Task to carry out ▸ Work out how many lines below contain the word "transpose", then give that number alone.

Exercise input ▸
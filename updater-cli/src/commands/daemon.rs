//! `image-updater daemon`: foreground runtime and socket control.

use anyhow::{Context, Result};
use clap::Subcommand;

use updater_daemon::paths::socket_path;
use updater_daemon::{request_status, request_stop, start_blocking, DaemonError};

#[derive(Subcommand, Debug)]
pub enum DaemonCommand {
    /// Run the daemon in the foreground (pollers, watcher, socket server).
    Start,
    /// Request graceful daemon shutdown over the Unix socket.
    Stop,
    /// Query daemon runtime status over the Unix socket.
    Status,
}

pub fn run(command: DaemonCommand) -> Result<()> {
    let home = super::home()?;

    match command {
        DaemonCommand::Start => {
            start_blocking(&home).context("daemon exited with error")?;
        }
        DaemonCommand::Stop => match request_stop(&home) {
            Ok(()) => println!("daemon stop requested"),
            Err(DaemonError::DaemonNotRunning { .. }) => {
                println!("daemon is not running");
            }
            Err(err) => return Err(err).context("failed to stop daemon"),
        },
        DaemonCommand::Status => match request_status(&home) {
            Ok(status) => super::print_json(&status)?,
            Err(DaemonError::DaemonNotRunning { .. }) => {
                super::print_json(&serde_json::json!({
                    "running": false,
                    "socket": socket_path(&home).display().to_string(),
                }))?;
            }
            Err(err) => return Err(err).context("failed to query daemon status"),
        },
    }

    Ok(())
}
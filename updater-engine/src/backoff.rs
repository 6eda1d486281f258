//! Jittered exponential backoff between push attempts.

use std::time::Duration;

use rand::Rng;
use updater_core::EngineConfig;

#[derive(Debug, Clone, Copy, PartialEq, Eq)]
pub struct Backoff {
    base: Duration,
    max: Duration,
}

impl Backoff {
    pub fn new(base: Duration, max: Duration) -> Self {
        Self {
            base,
            max: max.max(base),
        }
    }

    pub fn from_config(config: &EngineConfig) -> Self {
        Self::new(config.backoff_base(), config.backoff_max())
    }

    /// Ceiling for the wait after failed attempt `attempt` (1-based):
    /// `base * 2^(attempt-1)`, capped at `max`.
    pub fn ceiling(&self, attempt: u32) -> Duration {
        let exp = attempt.saturating_sub(1).min(20);
        self.base.saturating_mul(1u32 << exp).min(self.max)
    }

    /// Wait between half the ceiling and the full ceiling.
    pub fn delay(&self, attempt: u32) -> Duration {
        let ceiling = self.ceiling(attempt).as_millis() as u64;
        let half = ceiling / 2;
        let jitter = rand::thread_rng().gen_range(0..=ceiling - half);
        Duration::from_millis(half + jitter)
    }
}
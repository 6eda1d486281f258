//! Tag ordering policies.
//!
//! A policy ranks tag names; ties are broken by the most recent creation
//! (else observation) timestamp and finally by name, so selection is total.

use std::cmp::Ordering;
use std::fmt;

use semver::Version;
use serde::{Deserialize, Serialize};

use crate::types::TagInfo;

/// How candidate tags are ranked for an environment.
#[derive(Debug, Clone, Copy, PartialEq, Eq, Hash, Serialize, Deserialize, Default)]
#[serde(rename_all = "snake_case")]
pub enum TagPolicy {
    /// Plain string order; the string-max tag wins.
    Lexical,
    /// Semantic versions, prerelease tags excluded. Non-semver tags rank
    /// below every version.
    #[default]
    Semver,
    /// Like `Semver`, but prerelease versions take part in the ranking.
    SemverPrerelease,
}

impl fmt::Display for TagPolicy {
    fn fmt(&self, f: &mut fmt::Formatter<'_>) -> fmt::Result {
        match self {
            TagPolicy::Lexical => write!(f, "lexical"),
            TagPolicy::Semver => write!(f, "semver"),
            TagPolicy::SemverPrerelease => write!(f, "semver_prerelease"),
        }
    }
}

/// Rank of a single tag. `Unversioned` sorts below every `Version`.
#[derive(Debug, Clone, PartialEq, Eq, PartialOrd, Ord)]
enum Rank<'a> {
    Unversioned,
    Version(Version),
    Name(&'a str),
}

impl TagPolicy {
    fn rank<'a>(&self, tag: &'a str) -> Rank<'a> {
        match self {
            TagPolicy::Lexical => Rank::Name(tag),
            TagPolicy::Semver => match parse_version(tag) {
                Some(v) if v.pre.is_empty() => Rank::Version(v),
                _ => Rank::Unversioned,
            },
            TagPolicy::SemverPrerelease => match parse_version(tag) {
                Some(v) => Rank::Version(v),
                None => Rank::Unversioned,
            },
        }
    }

    /// Compare two tag names by rank only. Distinct names may compare equal
    /// under the semver policies (`16` vs `16.0.0`, or two non-semver tags).
    pub fn compare(&self, a: &str, b: &str) -> Ordering {
        self.rank(a).cmp(&self.rank(b))
    }

    /// Tags sorted highest rank first; equal ranks fall back to name order,
    /// highest first.
    pub fn sort_descending(&self, tags: &[String]) -> Vec<String> {
        let mut sorted = tags.to_vec();
        sorted.sort_by(|a, b| self.compare(b, a).then_with(|| b.cmp(a)));
        sorted.dedup();
        sorted
    }

    /// Every tag tied for the highest rank. Empty when `tags` is empty.
    ///
    /// A single entry means no timestamp lookup is needed to decide.
    pub fn top_candidates(&self, tags: &[String]) -> Vec<String> {
        let Some(best) = tags.iter().max_by(|a, b| self.compare(a, b)) else {
            return Vec::new();
        };
        let best_rank = self.rank(best);
        let mut top: Vec<String> = tags
            .iter()
            .filter(|tag| self.rank(tag) == best_rank)
            .cloned()
            .collect();
        top.sort();
        top.dedup();
        top
    }

    /// Pick the winner among fully-resolved tags.
    pub fn select<'a>(&self, tags: &'a [TagInfo]) -> Option<&'a TagInfo> {
        tags.iter().max_by(|a, b| {
            self.compare(&a.name, &b.name)
                .then_with(|| a.effective_time().cmp(&b.effective_time()))
                .then_with(|| a.name.cmp(&b.name))
        })
    }

    /// Whether `tag` ranks at or above `other`.
    pub fn at_least(&self, tag: &str, other: &str) -> bool {
        self.compare(tag, other) != Ordering::Less
    }
}

/// Lenient semantic version parsing for image tags.
///
/// Accepts an optional `v` prefix and pads missing minor/patch components:
/// `v1.25` parses as `1.25.0`. Returns `None` for anything else.
pub fn parse_version(tag: &str) -> Option<Version> {
    let stripped = tag
        .strip_prefix('v')
        .or_else(|| tag.strip_prefix('V'))
        .unwrap_or(tag);

    let split_at = stripped.find(|c: char| c == '-' || c == '+').unwrap_or(stripped.len());
    let (core, suffix) = stripped.split_at(split_at);

    let parts: Vec<&str> = core.split('.').collect();
    if parts.is_empty() || parts.len() > 3 {
        return None;
    }
    let mut numbers = [0u64; 3];
    for (slot, part) in numbers.iter_mut().zip(&parts) {
        if part.is_empty() || !part.bytes().all(|b| b.is_ascii_digit()) {
            return None;
        }
        *slot = part.parse().ok()?;
    }

    let normalized = format!("{}.{}.{}{}", numbers[0], numbers[1], numbers[2], suffix);
    Version::parse(&normalized).ok()
}

#[cfg(test)]
mod tests {
    use chrono::{Duration, Utc};
    use rstest::rstest;

    use super::*;
    use crate::types::Digest;

    fn tags(names: &[&str]) -> Vec<String> {
        names.iter().map(|s| s.to_string()).collect()
    }

    fn info(name: &str, age_minutes: i64) -> TagInfo {
        let now = Utc::now();
        TagInfo {
            name: name.to_string(),
            digest: Digest::from(format!("sha256:{name}")),
            created_at: Some(now - Duration::minutes(age_minutes)),
            observed_at: now,
        }
    }

    #[rstest]
    #[case("1.25.1", Some("1.25.1"))]
    #[case("v1.25", Some("1.25.0"))]
    #[case("16", Some("16.0.0"))]
    #[case("2.0.0-rc.1", Some("2.0.0-rc.1"))]
    #[case("1.2.3.4", None)]
    #[case("latest", None)]
    #[case("sha-abc123", None)]
    #[case("1.x", None)]
    fn lenient_version_parsing(#[case] tag: &str, #[case] expected: Option<&str>) {
        let parsed = parse_version(tag).map(|v| v.to_string());
        assert_eq!(parsed.as_deref(), expected);
    }

    #[test]
    fn semver_and_lexical_pick_different_winners() {
        let input = tags(&["1.24.0", "1.25.0", "1.25.1", "latest", "sha-abc123"]);
        assert_eq!(TagPolicy::Semver.top_candidates(&input), vec!["1.25.1"]);
        assert_eq!(TagPolicy::Lexical.top_candidates(&input), vec!["sha-abc123"]);
    }

    #[test]
    fn non_semver_tags_rank_below_versions() {
        let input = tags(&["latest", "0.0.1", "stable"]);
        let sorted = TagPolicy::Semver.sort_descending(&input);
        assert_eq!(sorted[0], "0.0.1");
    }

    #[test]
    fn prerelease_excluded_unless_allowed() {
        let input = tags(&["1.0.0", "1.1.0-rc.1"]);
        assert_eq!(TagPolicy::Semver.top_candidates(&input), vec!["1.0.0"]);
        assert_eq!(
            TagPolicy::SemverPrerelease.top_candidates(&input),
            vec!["1.1.0-rc.1"]
        );
    }

    #[test]
    fn equal_versions_tie_and_break_on_timestamp() {
        let input = tags(&["16", "16.0.0", "15.4"]);
        let top = TagPolicy::Semver.top_candidates(&input);
        assert_eq!(top, vec!["16", "16.0.0"]);

        let resolved = vec![info("16", 30), info("16.0.0", 5)];
        let winner = TagPolicy::Semver.select(&resolved).expect("winner");
        assert_eq!(winner.name, "16.0.0", "most recent creation wins the tie");
    }

    #[test]
    fn only_unversioned_tags_all_tie() {
        let input = tags(&["latest", "stable", "edge"]);
        assert_eq!(TagPolicy::Semver.top_candidates(&input).len(), 3);

        let resolved = vec![info("latest", 1), info("stable", 60), info("edge", 10)];
        let winner = TagPolicy::Semver.select(&resolved).expect("winner");
        assert_eq!(winner.name, "latest");
    }

    #[test]
    fn at_least_accepts_equal_rank() {
        assert!(TagPolicy::Semver.at_least("1.25.1", "1.25.0"));
        assert!(TagPolicy::Semver.at_least("latest", "stable"));
        assert!(!TagPolicy::Semver.at_least("1.24.0", "1.25.0"));
        assert!(TagPolicy::Lexical.at_least("b", "a"));
    }

    #[test]
    fn empty_input_has_no_candidates() {
        assert!(TagPolicy::Semver.top_candidates(&[]).is_empty());
        assert!(TagPolicy::Lexical.select(&[]).is_none());
    }

    #[test]
    fn policy_serializes_snake_case() {
        let yaml = serde_yaml::to_string(&TagPolicy::SemverPrerelease).expect("ser");
        assert_eq!(yaml.trim(), "semver_prerelease");
    }
}
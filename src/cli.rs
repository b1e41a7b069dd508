use anyhow::{Context as _, Result};
use clap::{Parser, Subcommand};
use fdb_core::{
    entities::*,
    sentiment::classify,
    usecases as uc,
    util::{filter::FeedbackQuery, sort::SortByCreation as _},
};
use fdb_db_json::{InMemorySlots, JsonDb, JsonFileSlots, Slots};
use std::path::PathBuf;
use strum::IntoEnumIterator as _;

use crate::{
    config::{Config, StorageBackend},
    output::Output,
};

/// Collect customer feedback and analyze its sentiment
#[derive(Debug, Parser)]
#[command(name = "feedbackdb", version)]
pub struct Cli {
    /// Configuration file [default: feedbackdb.toml]
    #[arg(long, value_name = "FILE", global = true)]
    config: Option<PathBuf>,

    /// Directory of the stored data
    #[arg(long, value_name = "DIR", global = true)]
    data_dir: Option<PathBuf>,

    /// Print JSON instead of text
    #[arg(long, global = true)]
    json: bool,

    #[command(subcommand)]
    command: Command,
}

#[derive(Debug, Subcommand)]
enum Command {
    /// Start a new session
    Login { email: String, password: String },
    /// Register a new account and start a session
    Signup {
        name: String,
        email: String,
        password: String,
        /// Register as administrator
        #[arg(long)]
        admin: bool,
    },
    /// End the current session
    Logout,
    /// Show the logged in user
    Whoami,
    /// Submit a new feedback
    Submit {
        /// Star rating from 1 to 5
        #[arg(long, allow_negative_numbers = true)]
        rating: i64,
        #[arg(long)]
        subject: String,
        #[arg(required = true)]
        comment: Vec<String>,
    },
    /// Change your own feedback
    Edit {
        id: String,
        #[arg(long, allow_negative_numbers = true)]
        rating: Option<i64>,
        #[arg(long)]
        subject: Option<String>,
        #[arg(long)]
        comment: Option<String>,
    },
    /// Delete your own feedback (admins: any feedback)
    Delete { id: String },
    /// List your own feedback, newest first
    Mine,
    /// List and filter all feedback (admins only)
    List {
        #[arg(long, allow_negative_numbers = true)]
        rating: Option<i64>,
        #[arg(long)]
        subject: Option<String>,
        /// Search in comments and author names
        #[arg(long)]
        search: Option<String>,
    },
    /// Show summary statistics (admins only)
    Stats,
    /// List all subjects that can be rated
    Subjects,
    /// Show the sentiment of a text
    Classify {
        #[arg(required = true)]
        text: Vec<String>,
    },
}

pub fn run() -> Result<()> {
    let Cli {
        config,
        data_dir,
        json,
        command,
    } = Cli::parse();
    let mut cfg = Config::try_load_from_file_or_default(config.as_deref())
        .context("Unable to load configuration")?;
    if let Some(dir) = data_dir {
        cfg.override_data_dir(dir);
    }
    let output = Output::new(json);
    match cfg.storage.backend {
        StorageBackend::JsonFile { dir } => {
            log::info!("Opening data directory {}", dir.display());
            let slots = JsonFileSlots::try_new(&dir)
                .with_context(|| format!("Unable to open data directory {}", dir.display()))?;
            execute(&JsonDb::open(slots, cfg.seed.enabled), command, &output)
        }
        StorageBackend::InMemory => {
            let slots = InMemorySlots::new();
            execute(&JsonDb::open(slots, cfg.seed.enabled), command, &output)
        }
    }
}

fn execute<S: Slots>(db: &JsonDb<S>, command: Command, output: &Output) -> Result<()> {
    match command {
        Command::Login { email, password } => {
            let credentials = uc::Credentials {
                email: &email,
                password: &password,
            };
            let user = uc::login(db, &credentials)?;
            output.user(user)?;
        }
        Command::Signup {
            name,
            email,
            password,
            admin,
        } => {
            let role = if admin { Role::Admin } else { Role::Customer };
            let new_user = uc::NewUser {
                name,
                email,
                password,
                role,
            };
            let user = uc::signup(db, new_user)?;
            output.user(user)?;
        }
        Command::Logout => {
            uc::logout(db)?;
            output.message("Logged out");
        }
        Command::Whoami => match uc::current_user(db)? {
            Some(user) => output.user(user)?,
            None => output.message("Not logged in"),
        },
        Command::Submit {
            rating,
            subject,
            comment,
        } => {
            let user = uc::authorize_user(db, Role::Customer)?;
            let new_feedback = uc::NewFeedback {
                rating,
                subject,
                comment: comment.join(" "),
                ..uc::NewFeedback::by_author(&user)
            };
            let feedback = uc::create_feedback(db, new_feedback)?;
            output.feedback(vec![feedback])?;
        }
        Command::Edit {
            id,
            rating,
            subject,
            comment,
        } => {
            let user = uc::authorize_user(db, Role::Customer)?;
            let update = uc::UpdateFeedback {
                rating,
                comment,
                subject,
            };
            let feedback = uc::update_own_feedback(db, &user, &id, update)?;
            output.feedback(vec![feedback])?;
        }
        Command::Delete { id } => {
            let user = uc::authorize_user(db, Role::Customer)?;
            uc::delete_own_feedback(db, &user, &id)?;
            output.message(&format!("Deleted feedback {id}"));
        }
        Command::Mine => {
            let user = uc::authorize_user(db, Role::Customer)?;
            let mut feedback = uc::list_feedback_by_author(db, user.id.as_str())?;
            feedback.sort_by_newest_first();
            output.feedback(feedback)?;
        }
        Command::List {
            rating,
            subject,
            search,
        } => {
            uc::authorize_user(db, Role::Admin)?;
            let query = FeedbackQuery {
                rating: rating.map(uc::parse_rating).transpose()?,
                subject: subject.as_deref().map(uc::parse_subject).transpose()?,
                text: search,
            };
            let feedback = uc::query_feedback(db, &query)?;
            output.feedback(feedback)?;
        }
        Command::Stats => {
            uc::authorize_user(db, Role::Admin)?;
            let summary = uc::summarize_feedback(db)?;
            output.summary(summary)?;
        }
        Command::Subjects => {
            output.subjects(Subject::iter())?;
        }
        Command::Classify { text } => {
            let sentiment = classify(&text.join(" "));
            output.sentiment(sentiment)?;
        }
    }
    Ok(())
}
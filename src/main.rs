mod cli;
mod config;
mod output;

fn main() {
    dotenvy::dotenv().ok();
    env_logger::init();
    if let Err(err) = cli::run() {
        log::debug!("{err:?}");
        eprintln!("Error: {err:#}");
        std::process::exit(1);
    }
}
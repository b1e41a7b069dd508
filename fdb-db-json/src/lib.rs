//! # fdb-db-json
//!
//! Persistence adapter of feedbackdb. The whole feedback collection
//! is kept in memory and written back into a JSON persistence slot
//! after every mutation.

use fdb_boundary as json;
use fdb_core::{entities::*, repositories as repo, seed, sentiment::classify};
use parking_lot::RwLock;

type RepoResult<T> = std::result::Result<T, repo::Error>;

mod repo_impl;
pub mod slots;

pub use self::slots::{InMemorySlots, JsonFileSlots, Slots};

pub const FEEDBACK_DATA_KEY: &str = "feedback_data";
pub const CURRENT_USER_KEY: &str = "feedback_user";
pub const ACCOUNTS_KEY: &str = "feedback_accounts";

pub struct JsonDb<S> {
    slots: S,
    feedback: RwLock<Vec<Feedback>>,
    builtin_accounts: Vec<Account>,
    registered_accounts: RwLock<Vec<Account>>,
}

impl<S: Slots> JsonDb<S> {
    /// Restores the persisted state.
    ///
    /// If no feedback has been stored yet or the stored data is
    /// unreadable the collection starts with the seed dataset,
    /// or empty if `seed_enabled` is `false`.
    pub fn open(slots: S, seed_enabled: bool) -> Self {
        let feedback = load_feedback(&slots).unwrap_or_else(|| {
            if seed_enabled {
                log::info!("Starting with the seed dataset");
                seed::seed_feedback()
            } else {
                Vec::new()
            }
        });
        let registered_accounts = load_accounts(&slots);
        Self {
            slots,
            feedback: RwLock::new(feedback),
            builtin_accounts: seed::demo_accounts(),
            registered_accounts: RwLock::new(registered_accounts),
        }
    }

    pub fn slots(&self) -> &S {
        &self.slots
    }

    fn flush_feedback(&self, feedback: &[Feedback]) -> RepoResult<()> {
        let records: Vec<_> = feedback.iter().cloned().map(json::Feedback::from).collect();
        self.slots
            .save(FEEDBACK_DATA_KEY, &records)
            .inspect_err(|err| log::error!("Failed to store feedback: {err}"))
    }

    /// Applies `modify` to a copy of the collection that replaces
    /// the current one only after it has been stored successfully.
    fn modify_feedback<T>(
        &self,
        modify: impl FnOnce(&mut Vec<Feedback>) -> RepoResult<T>,
    ) -> RepoResult<T> {
        let mut feedback = self.feedback.write();
        let mut modified = feedback.clone();
        let result = modify(&mut modified)?;
        self.flush_feedback(&modified)?;
        *feedback = modified;
        Ok(result)
    }
}

fn load_feedback<S: Slots>(slots: &S) -> Option<Vec<Feedback>> {
    let records = match slots.load::<Vec<json::Feedback>>(FEEDBACK_DATA_KEY) {
        Ok(Some(records)) => records,
        Ok(None) => {
            log::info!("No stored feedback found");
            return None;
        }
        Err(err) => {
            log::warn!("Unable to read stored feedback: {err}");
            return None;
        }
    };
    let feedback = records
        .into_iter()
        .map(Feedback::try_from)
        .collect::<Result<Vec<_>, _>>()
        .inspect_err(|err| log::warn!("Invalid stored feedback: {err}"))
        .ok()?;
    log::debug!("Loaded {} stored feedback records", feedback.len());
    Some(feedback.into_iter().map(retag_sentiment).collect())
}

fn retag_sentiment(mut feedback: Feedback) -> Feedback {
    let sentiment = classify(&feedback.comment);
    if sentiment != feedback.sentiment {
        log::warn!(
            "Stale sentiment of feedback {}: {} instead of {}",
            feedback.id,
            feedback.sentiment,
            sentiment
        );
        feedback.sentiment = sentiment;
    }
    feedback
}

fn load_accounts<S: Slots>(slots: &S) -> Vec<Account> {
    match slots.load::<Vec<json::Account>>(ACCOUNTS_KEY) {
        Ok(accounts) => accounts
            .unwrap_or_default()
            .into_iter()
            .map(Account::from)
            .collect(),
        Err(err) => {
            log::warn!("Unable to read registered accounts: {err}");
            Vec::new()
        }
    }
}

Task output ▸ 2